In 1998, I discovered the power of movement on the web and quickly became a Macromedia Flash specialist. A single tool took me to many places, starting with designing websites and moving my way into advertising and designing banners at Isobar.
These banners were my way into the awards world. At least a third of everything I was awarded for came from these small 12kb pieces of advertising.
Fast-forwarding half a dozen years, I had to take my next step and decided to move into the traditional advertising world, where I had to become junior all over again. Learning how to run a photoshoot, filming, and thinking about a more complex media mix definitely required some learning.
My passion for motorsports made me accept a job offer at a small agency in Bahrain that had the Sakhir Circuit account. It didn’t take me three months to move to JWT, and I was finally in the major league again.
From 2007 to 2010, I moved to Wunderman Dubai. An interesting challenge to make a direct marketing firm take a more digital approach was in place. Being in the Middle East allowed me to work with big budgets, interesting clients, and a multicultural audience with many religious restrictions altogether. After that, I started my own agency, which made me grow apart from the hands-on creative tasks but helped me improve a lot on time management and leadership skills, mainly with the creative teams.
NEOJETS was a chapter that forced me back into pure design, after over a decade in advertising. I had to learn UX, UI, and how to work closely with development teams.
Building an ERP for business aviation was nothing short of the most challenging project of my life. Over 15,000 screens, ideas, and sketches designed alongside five different major pivots in the product.
But the opportunity to merge all skills came in 2023. For so long, I thought I was a generalist. But the fact is that I spent almost (and sometimes over) a decade in each of the areas: advertising, product design, and branding. Does it make me a specialist in all of these? Maybe, maybe not.
So there I was, working again with the banking and financial services industry. Thinking of a product at the project management level, thinking of an investor deck at the advisor level, and building a bank from the junkyard of an early investment in the gift card space.
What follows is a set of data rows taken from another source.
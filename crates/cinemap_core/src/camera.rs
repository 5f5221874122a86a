//! Camera state and the rendering surface seam

use crate::error::Result;
use serde::{Deserialize, Serialize};

/// Lowest zoom the engine will ever write to a surface
pub const MIN_ZOOM: f64 = 0.0;

/// Highest zoom the engine will ever write to a surface
pub const MAX_ZOOM: f64 = 22.0;

/// Steepest camera tilt in degrees
pub const MAX_PITCH: f64 = 85.0;

/// Planar degrees-to-meters factor, used for display telemetry only
pub const METERS_PER_DEGREE: f64 = 111_320.0;

/// A geographic position in degrees
#[derive(Clone, Copy, Debug, Default, PartialEq, Serialize, Deserialize)]
pub struct LngLat {
    pub lng: f64,
    pub lat: f64,
}

impl LngLat {
    pub const fn new(lng: f64, lat: f64) -> Self {
        Self { lng, lat }
    }

    pub fn is_finite(&self) -> bool {
        self.lng.is_finite() && self.lat.is_finite()
    }

    /// Linear interpolation between two positions
    pub fn lerp(self, other: Self, t: f64) -> Self {
        Self {
            lng: self.lng + (other.lng - self.lng) * t,
            lat: self.lat + (other.lat - self.lat) * t,
        }
    }
}

impl From<(f64, f64)> for LngLat {
    fn from((lng, lat): (f64, f64)) -> Self {
        Self { lng, lat }
    }
}

/// The full description of a map view
#[derive(Clone, Copy, Debug, Default, PartialEq, Serialize, Deserialize)]
pub struct CameraState {
    pub center: LngLat,
    pub zoom: f64,
    pub pitch: f64,
    pub bearing: f64,
}

impl CameraState {
    pub const fn new(center: LngLat, zoom: f64, pitch: f64, bearing: f64) -> Self {
        Self {
            center,
            zoom,
            pitch,
            bearing,
        }
    }

    /// All four fields are finite numbers and zoom lies in `[MIN_ZOOM, MAX_ZOOM]`
    pub fn is_valid(&self) -> bool {
        self.center.is_finite()
            && self.pitch.is_finite()
            && self.bearing.is_finite()
            && self.zoom.is_finite()
            && (MIN_ZOOM..=MAX_ZOOM).contains(&self.zoom)
    }

    /// Clamp zoom and pitch into range and wrap bearing into `[0, 360)`.
    ///
    /// Returns `None` when any field is not a finite number; such a state is
    /// never safe to hand to a surface.
    pub fn sanitized(&self) -> Option<Self> {
        if !(self.center.is_finite()
            && self.zoom.is_finite()
            && self.pitch.is_finite()
            && self.bearing.is_finite())
        {
            return None;
        }
        Some(Self {
            center: LngLat {
                lng: self.center.lng,
                lat: self.center.lat.clamp(-85.0, 85.0),
            },
            zoom: self.zoom.clamp(MIN_ZOOM, MAX_ZOOM),
            pitch: self.pitch.clamp(0.0, MAX_PITCH),
            bearing: self.bearing.rem_euclid(360.0),
        })
    }
}

/// A live camera on an already-initialized map surface.
///
/// Implementations wrap whatever the host renders with. The engine reads the
/// camera at the start of every shot and writes one complete state per frame.
pub trait CameraHandle {
    /// Current camera as displayed by the surface
    fn camera(&self) -> CameraState;

    /// Write a complete camera state to the surface
    fn apply(&mut self, state: &CameraState) -> Result<()>;
}

#[cfg(test)]
mod tests {
    use super::*;

    #[test]
    fn test_sanitized_wraps_and_clamps() {
        let state = CameraState::new(LngLat::new(10.0, 50.0), 30.0, 120.0, -30.0);
        let clean = state.sanitized().unwrap();
        assert_eq!(clean.zoom, MAX_ZOOM);
        assert_eq!(clean.pitch, MAX_PITCH);
        assert!((clean.bearing - 330.0).abs() < 1e-9);
        assert!(clean.is_valid());
    }

    #[test]
    fn test_sanitized_rejects_nan() {
        let state = CameraState::new(LngLat::new(f64::NAN, 0.0), 10.0, 0.0, 0.0);
        assert!(state.sanitized().is_none());
        assert!(!state.is_valid());
    }

    #[test]
    fn test_lerp_midpoint() {
        let mid = LngLat::new(0.0, 0.0).lerp(LngLat::new(2.0, -4.0), 0.5);
        assert_eq!(mid, LngLat::new(1.0, -2.0));
    }
}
Creativity, for me, is about mastering the art of adaptation. In the commercial space, it’s not enough to have a signature style; you must possess the ability to transcend it. I’ve dedicated my career to crafting visual narratives that resonate with the identity of each brand, blending their voice with my creative vision. While my personal projects lean into the bold, urban, and brutalist realms, my true strength lies in the ability to amplify a brand’s essence, delivering work that is both innovative and unmistakably theirs. That’s the beauty of commercial creativity—every project is an opportunity to tell a new story, in a new way.